Compiler one-pager
A description of the compiler and how we are rewriting it from being a batch compiler to being an incremental compiler.
This document will be updated with a talk I gave about this, when it is made public.
Overview
The compiler is written in Rust.
The compiler does several things:
- reads and parses the GraphQL schema,
- reads and parses isograph literals,
- validates them,
- creates the content of the generated files (called artifacts), and
- writes these artifacts to disk.
The compiler runs in batch mode and watch mode, and also powers the language server.
Incremental rewrite
We are rewriting the compiler from being a batch compiler to being an incremental compiler. There are two main goals:
- re-use previously calculated values as much as possible, and
- allow the language server to provide meaningful results, even if the code is in an invalid state.
The first goal is self-explanatory. I will expand on the second. When editing code, it is often in an invalid state. For example, you may have a typo in one selection (pictur). Simultaneously, you may hover on another field (fullName). Validating pictur is not required to provide a meaningful hover result, so the language server should be able to!
If the compiler is a batch compiler, it will encounter a validation error, and fail to proceed. So, we won't be have some data structure where we can look up the description of the fullName field, and thus will not be able to provide meaningful hover results.
Strategy
We created a memoization framework, pico. This framework is undergoing some changes, so some of this may differ from what is eventually settled on.
It exposes a derive macro #[memo] (temporarily called #[legacy_memo] while we change a few details). When applied to a function, it will cache the results of calling that function. The next time around, if that function is called again with the same arguments, and where none of the inputs it read have changed, it will reuse the cached value. An input is either a source (like the state of a given file) or another memoized function.
Challenge one: parameters
Slapping #[memo] on every existing function provides remarkably little benefit. Consider a get_validated_schema function that takes every isograph literal AST as an input and returns a data structure describing every type and its available fields.
If we memoize this, we are creating a hashmap with a vector of all of the ASTs are a key. This will use up an unreasonable amount of memory, and calling get_validated_schema a second time will require comparing massive objects, which isn't performant.

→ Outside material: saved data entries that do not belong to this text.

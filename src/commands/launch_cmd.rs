use chrono::Utc;
use clap::{Args, Subcommand};

use super::OutputFormat;
use launchsync::db::LaunchRepository;
use launchsync::models::FilterParams;
use launchsync::query::{QueryEngine, SearchResult};

#[derive(Args)]
pub struct LaunchCommand {
    #[command(subcommand)]
    pub command: LaunchSubcommand,
}

#[derive(Subcommand)]
pub enum LaunchSubcommand {
    /// List stored launches
    List {
        #[command(flatten)]
        filters: ListFilters,

        /// Output format
        #[arg(long, short, value_enum, default_value = "text")]
        format: OutputFormat,
    },

    /// Show a launch's details
    Show {
        /// Launch ID
        id: String,

        /// Output format
        #[arg(long, short, value_enum, default_value = "text")]
        format: OutputFormat,
    },
}

/// Filter flags; values are validated by the query engine.
#[derive(Args)]
pub struct ListFilters {
    /// Earliest NET (RFC 3339 or YYYY-MM-DD)
    #[arg(long)]
    net_from: Option<String>,

    /// Latest NET (RFC 3339 or YYYY-MM-DD)
    #[arg(long)]
    net_to: Option<String>,

    /// Only launches from now on
    #[arg(long)]
    upcoming: bool,

    /// Name contains
    #[arg(long)]
    name: Option<String>,

    /// Provider contains
    #[arg(long)]
    provider: Option<String>,

    /// Rocket contains
    #[arg(long)]
    rocket: Option<String>,

    /// Mission contains
    #[arg(long)]
    mission: Option<String>,

    /// Pad contains
    #[arg(long)]
    pad: Option<String>,

    /// Location contains
    #[arg(long)]
    location: Option<String>,

    /// Status abbreviation (exact, e.g. Go, TBD)
    #[arg(long)]
    status: Option<String>,

    /// Country code (exact, e.g. USA)
    #[arg(long)]
    country: Option<String>,

    /// Orbit abbreviation (exact, e.g. LEO)
    #[arg(long)]
    orbit: Option<String>,

    /// Mission type (exact)
    #[arg(long)]
    mission_type: Option<String>,

    /// Provider type (exact)
    #[arg(long)]
    provider_type: Option<String>,

    /// Search name, provider, rocket, mission and location
    #[arg(long, short)]
    search: Option<String>,

    /// Sort field: net, name, provider, status, window_start, last_updated
    #[arg(long)]
    sort: Option<String>,

    /// Sort direction: asc or desc
    #[arg(long)]
    direction: Option<String>,

    /// Page size (1-100)
    #[arg(long)]
    limit: Option<String>,

    /// Number of launches to skip
    #[arg(long)]
    offset: Option<String>,
}

impl ListFilters {
    fn to_params(&self) -> FilterParams {
        let mut params = FilterParams::new();
        let fields = [
            ("net_from", &self.net_from),
            ("net_to", &self.net_to),
            ("name", &self.name),
            ("provider", &self.provider),
            ("rocket", &self.rocket),
            ("mission", &self.mission),
            ("pad", &self.pad),
            ("location", &self.location),
            ("status", &self.status),
            ("country", &self.country),
            ("orbit", &self.orbit),
            ("mission_type", &self.mission_type),
            ("provider_type", &self.provider_type),
            ("search", &self.search),
            ("sort", &self.sort),
            ("direction", &self.direction),
            ("limit", &self.limit),
            ("offset", &self.offset),
        ];
        for (key, value) in fields {
            if let Some(value) = value {
                params.insert(key.to_string(), value.clone());
            }
        }
        if self.upcoming {
            params.insert("upcoming".to_string(), "true".to_string());
        }
        params
    }
}

impl LaunchCommand {
    pub async fn run(&self, repo: &LaunchRepository) -> Result<(), Box<dyn std::error::Error>> {
        let engine = QueryEngine::new(repo.clone());

        match &self.command {
            LaunchSubcommand::List { filters, format } => {
                let result = engine.search_params(&filters.to_params(), Utc::now()).await?;
                match format {
                    OutputFormat::Json => {
                        println!("{}", serde_json::to_string_pretty(&result)?);
                    }
                    OutputFormat::Text => print_list(&result),
                }
                Ok(())
            }

            LaunchSubcommand::Show { id, format } => {
                let launch = engine
                    .get(id)
                    .await?
                    .ok_or_else(|| format!("Launch not found: {}", id))?;

                match format {
                    OutputFormat::Json => {
                        println!("{}", serde_json::to_string_pretty(&launch)?);
                    }
                    OutputFormat::Text => {
                        println!("{}", launch);
                    }
                }
                Ok(())
            }
        }
    }
}

fn print_list(result: &SearchResult) {
    if result.records.is_empty() {
        println!("No launches found.");
        return;
    }

    for launch in &result.records {
        let net = launch
            .net
            .map(|n| n.format("%Y-%m-%d %H:%M").to_string())
            .unwrap_or_else(|| "TBD".to_string());
        println!(
            "{}  {:<8} {}",
            net,
            launch.status.as_deref().unwrap_or("-"),
            launch.name.as_deref().unwrap_or("(unnamed)")
        );
        if let Some(provider) = &launch.provider {
            println!("                  {}  [{}]", provider, launch.id);
        } else {
            println!("                  [{}]", launch.id);
        }
    }

    let page = &result.pagination;
    println!();
    println!(
        "Showing {}-{} of {}{}",
        page.offset + 1,
        page.offset + result.records.len() as u64,
        page.total,
        if page.has_more {
            format!(" (next: --offset {})", page.offset + result.records.len() as u64)
        } else {
            String::new()
        }
    );
}
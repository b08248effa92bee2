use chrono::{DateTime, Utc};
use serde::{Deserialize, Serialize};
use std::fmt;
use std::str::FromStr;
use uuid::Uuid;

#[derive(Debug, Clone, Copy, PartialEq, Eq, Serialize, Deserialize)]
#[serde(rename_all = "lowercase")]
pub enum SyncType {
    Full,
    Incremental,
}

impl fmt::Display for SyncType {
    fn fmt(&self, f: &mut fmt::Formatter<'_>) -> fmt::Result {
        match self {
            SyncType::Full => write!(f, "full"),
            SyncType::Incremental => write!(f, "incremental"),
        }
    }
}

impl FromStr for SyncType {
    type Err = String;

    fn from_str(s: &str) -> Result<Self, Self::Err> {
        match s.to_lowercase().as_str() {
            "full" => Ok(SyncType::Full),
            "incremental" => Ok(SyncType::Incremental),
            _ => Err(format!(
                "Invalid sync type '{}'. Valid options: full, incremental",
                s
            )),
        }
    }
}

#[derive(Debug, Clone, Copy, PartialEq, Eq, Serialize, Deserialize)]
#[serde(rename_all = "lowercase")]
pub enum SyncStatus {
    Running,
    Success,
    Failed,
}

impl SyncStatus {
    pub fn is_terminal(&self) -> bool {
        !matches!(self, SyncStatus::Running)
    }
}

impl fmt::Display for SyncStatus {
    fn fmt(&self, f: &mut fmt::Formatter<'_>) -> fmt::Result {
        match self {
            SyncStatus::Running => write!(f, "running"),
            SyncStatus::Success => write!(f, "success"),
            SyncStatus::Failed => write!(f, "failed"),
        }
    }
}

impl FromStr for SyncStatus {
    type Err = String;

    fn from_str(s: &str) -> Result<Self, Self::Err> {
        match s.to_lowercase().as_str() {
            "running" => Ok(SyncStatus::Running),
            "success" => Ok(SyncStatus::Success),
            "failed" => Ok(SyncStatus::Failed),
            _ => Err(format!("Invalid sync status '{}'", s)),
        }
    }
}

/// One execution of a full load or incremental sync, as kept in the journal.
#[derive(Debug, Clone, PartialEq, Serialize, Deserialize)]
pub struct SyncRun {
    pub id: Uuid,
    pub sync_type: SyncType,
    pub status: SyncStatus,
    pub started_at: DateTime<Utc>,
    pub completed_at: Option<DateTime<Utc>>,
    pub fetched: u64,
    pub added: u64,
    pub updated: u64,
    pub unchanged: u64,
    /// Records dropped because they failed mapping.
    pub skipped: u64,
    pub api_calls_made: u64,
    pub page_size: u32,
    /// Offset of the last page whose results were fully applied.
    pub last_offset: Option<u64>,
    /// Lower bound on `last_updated` for incremental runs.
    pub changed_since: Option<DateTime<Utc>>,
    /// Failed run whose checkpoint this run continued from.
    pub resumed_from: Option<Uuid>,
    pub error_message: Option<String>,
    /// Process currently driving the run.
    pub owner: Option<Uuid>,
    /// When the owner's claim lapses unless it is extended.
    pub lease_expires_at: Option<DateTime<Utc>>,
}

impl SyncRun {
    pub fn new(
        sync_type: SyncType,
        page_size: u32,
        changed_since: Option<DateTime<Utc>>,
        started_at: DateTime<Utc>,
    ) -> Self {
        Self {
            id: Uuid::new_v4(),
            sync_type,
            status: SyncStatus::Running,
            started_at,
            completed_at: None,
            fetched: 0,
            added: 0,
            updated: 0,
            unchanged: 0,
            skipped: 0,
            api_calls_made: 0,
            page_size,
            last_offset: None,
            changed_since,
            resumed_from: None,
            error_message: None,
            owner: None,
            lease_expires_at: None,
        }
    }

    /// Starts a new run that picks up where a failed run's checkpoint left off.
    pub fn continuing(failed: &SyncRun, started_at: DateTime<Utc>) -> Self {
        Self {
            id: Uuid::new_v4(),
            sync_type: failed.sync_type,
            status: SyncStatus::Running,
            started_at,
            completed_at: None,
            fetched: failed.fetched,
            added: failed.added,
            updated: failed.updated,
            unchanged: failed.unchanged,
            skipped: failed.skipped,
            api_calls_made: failed.api_calls_made,
            page_size: failed.page_size,
            last_offset: failed.last_offset,
            changed_since: failed.changed_since,
            resumed_from: Some(failed.id),
            error_message: None,
            owner: None,
            lease_expires_at: None,
        }
    }

    /// Offset of the next page to fetch.
    pub fn next_offset(&self) -> u64 {
        match self.last_offset {
            Some(offset) => offset + u64::from(self.page_size),
            None => 0,
        }
    }

    /// Whether the record counters add up.
    pub fn counts_balance(&self) -> bool {
        self.fetched == self.added + self.updated + self.unchanged
    }

    /// Whether some process still holds this run at `now`.
    pub fn lease_live(&self, now: DateTime<Utc>) -> bool {
        self.lease_expires_at.is_some_and(|expires| expires >= now)
    }

    /// Whether this failed run left a checkpoint worth continuing from.
    pub fn has_checkpoint(&self) -> bool {
        self.last_offset.is_some()
    }
}

impl fmt::Display for SyncRun {
    fn fmt(&self, f: &mut fmt::Formatter<'_>) -> fmt::Result {
        write!(
            f,
            "{} {} [{}] started {}",
            self.sync_type,
            self.id,
            self.status,
            self.started_at.format("%Y-%m-%d %H:%M:%S")
        )?;
        if let Some(completed) = &self.completed_at {
            write!(f, ", completed {}", completed.format("%Y-%m-%d %H:%M:%S"))?;
        }
        write!(
            f,
            "\n  fetched {} (added {}, updated {}, unchanged {}), skipped {}, api calls {}",
            self.fetched, self.added, self.updated, self.unchanged, self.skipped, self.api_calls_made
        )?;
        if let Some(offset) = self.last_offset {
            write!(f, ", checkpoint offset {}", offset)?;
        }
        if let (SyncStatus::Running, Some(expires)) = (self.status, &self.lease_expires_at) {
            write!(f, "\n  held until {}", expires.format("%Y-%m-%d %H:%M:%S"))?;
        }
        if let Some(message) = &self.error_message {
            write!(f, "\n  error: {}", message)?;
        }
        Ok(())
    }
}

#[cfg(test)]
mod tests {
    use super::*;
    use chrono::TimeZone;

    #[test]
    fn test_sync_type_from_str() {
        assert_eq!(SyncType::from_str("full").unwrap(), SyncType::Full);
        assert_eq!(
            SyncType::from_str("INCREMENTAL").unwrap(),
            SyncType::Incremental
        );
        assert!(SyncType::from_str("partial").is_err());
    }

    #[test]
    fn test_sync_status_terminal() {
        assert!(!SyncStatus::Running.is_terminal());
        assert!(SyncStatus::Success.is_terminal());
        assert!(SyncStatus::Failed.is_terminal());
    }

    #[test]
    fn test_next_offset_follows_checkpoint() {
        let now = Utc.with_ymd_and_hms(2024, 1, 1, 0, 0, 0).unwrap();
        let mut run = SyncRun::new(SyncType::Full, 100, None, now);
        assert_eq!(run.next_offset(), 0);

        run.last_offset = Some(0);
        assert_eq!(run.next_offset(), 100);

        run.last_offset = Some(300);
        assert_eq!(run.next_offset(), 400);
    }

    #[test]
    fn test_continuing_carries_progress() {
        let now = Utc.with_ymd_and_hms(2024, 1, 1, 0, 0, 0).unwrap();
        let since = Utc.with_ymd_and_hms(2023, 12, 31, 0, 0, 0).unwrap();
        let mut failed = SyncRun::new(SyncType::Incremental, 50, Some(since), now);
        failed.status = SyncStatus::Failed;
        failed.fetched = 100;
        failed.added = 60;
        failed.updated = 40;
        failed.api_calls_made = 5;
        failed.last_offset = Some(50);
        failed.error_message = Some("throttled".to_string());

        let later = Utc.with_ymd_and_hms(2024, 1, 1, 1, 0, 0).unwrap();
        let next = SyncRun::continuing(&failed, later);

        assert_ne!(next.id, failed.id);
        assert_eq!(next.status, SyncStatus::Running);
        assert_eq!(next.resumed_from, Some(failed.id));
        assert_eq!(next.next_offset(), 100);
        assert_eq!(next.fetched, 100);
        assert_eq!(next.changed_since, Some(since));
        assert_eq!(next.page_size, 50);
        assert!(next.error_message.is_none());
        assert!(next.counts_balance());
        assert!(next.owner.is_none());
    }

    #[test]
    fn test_lease_live() {
        let now = Utc.with_ymd_and_hms(2024, 1, 1, 0, 0, 0).unwrap();
        let mut run = SyncRun::new(SyncType::Full, 100, None, now);
        assert!(!run.lease_live(now));

        run.owner = Some(Uuid::new_v4());
        run.lease_expires_at = Some(now + chrono::Duration::seconds(30));
        assert!(run.lease_live(now));
        assert!(run.lease_live(now + chrono::Duration::seconds(30)));
        assert!(!run.lease_live(now + chrono::Duration::seconds(31)));
    }
}
fn hydrate_run(row: SyncRunRow) -> Result<SyncRun, sqlx::Error> {
    Ok(SyncRun {
        id: decode_uuid("id", &row.id)?,
        sync_type: row
            .sync_type
            .parse::<SyncType>()
            .map_err(|e| sqlx::Error::Decode(e.into()))?,
        status: row
            .status
            .parse::<SyncStatus>()
            .map_err(|e| sqlx::Error::Decode(e.into()))?,
        started_at: decode_timestamp("started_at", &row.started_at)?,
        completed_at: row
            .completed_at
            .map(|v| decode_timestamp("completed_at", &v))
            .transpose()?,
        fetched: row.fetched.max(0) as u64,
        added: row.added.max(0) as u64,
        updated: row.updated.max(0) as u64,
        unchanged: row.unchanged.max(0) as u64,
        skipped: row.skipped.max(0) as u64,
        api_calls_made: row.api_calls_made.max(0) as u64,
        page_size: row.page_size.clamp(1, i64::from(u32::MAX)) as u32,
        last_offset: row.last_offset.map(|o| o.max(0) as u64),
        changed_since: row
            .changed_since
            .map(|v| decode_timestamp("changed_since", &v))
            .transpose()?,
        resumed_from: row
            .resumed_from
            .map(|v| decode_uuid("resumed_from", &v))
            .transpose()?,
        error_message: row.error_message,
        owner: row
            .owner
            .map(|v| decode_uuid("owner", &v))
            .transpose()?,
        lease_expires_at: row
            .lease_expires_at
            .map(|v| decode_timestamp("lease_expires_at", &v))
            .transpose()?,
    })
}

So, instead, we must "invert" the compiler. Instead of passing the ASTs to get_validated_schema, we must have get_validated_schema call get_asts. Now, it is no longer a parameter, and our memory usage declines.
This is not an easy task, and is ongoing.
Challenge two: many inputs
This get_validated_schema function depends on every AST, so any change to any isograph literal will invalidate this function. The compiler spends a majority of its time executing this function + everything that comes afterward, like writing files to disk, so we have a hard cap on how much pico can actually save us!
The answer here is to avoid having "chokepoints", which is to say, having massive data structures with many inputs that other things depend on.
Consider the function to generate some hover text for the user. If that function depends on get_validated_schema, then unrelated change will cause us to have to redo a lot of work to calculate the hover text. Inefficient!
The solution is to avoid having large data structures, and instead, encode the results as memoized functions. Consider hovering on fullName. That might involve checking:
- does a type named
Petexist? Is it an object? - does it have a field named
fullName? - what is its description?
Notably, at no point do we check that pictur exists.
This is also not an easy task, and is ongoing.
Other awesome Rust things
There are lots of really cool tricks we do:
- Every string is interened and has a newtype. This makes it hard to accidentally use the wrong string, which is a perpetual risk when working with compilers.
- We use proc macros extensively, for example, to generate methods to create a typesafe data structure to expose where the users' mouse is hovering. (You might imagine that the result is something like
{ item: fullNameScalarField, parent: { item: petObjectField, parent: { item: SomeClientField, parent: () }}}, with typesafety throughout, i.e. aClientFieldcan only have a parent of(), and a scalar/object field can have either an object field or a client field as a parent, but not a scalar field). - We treat "directives" as a serde format. In other words, we parse directives (
@loadable(lazyLoadArtifact: true)) into something resembling JSON, then use that as an input to derive structs likeLoadableDirectiveSetin a completely typesafe way. As a result, changes toLoadableDirectiveSetautomatically result in changes to what we validly parse.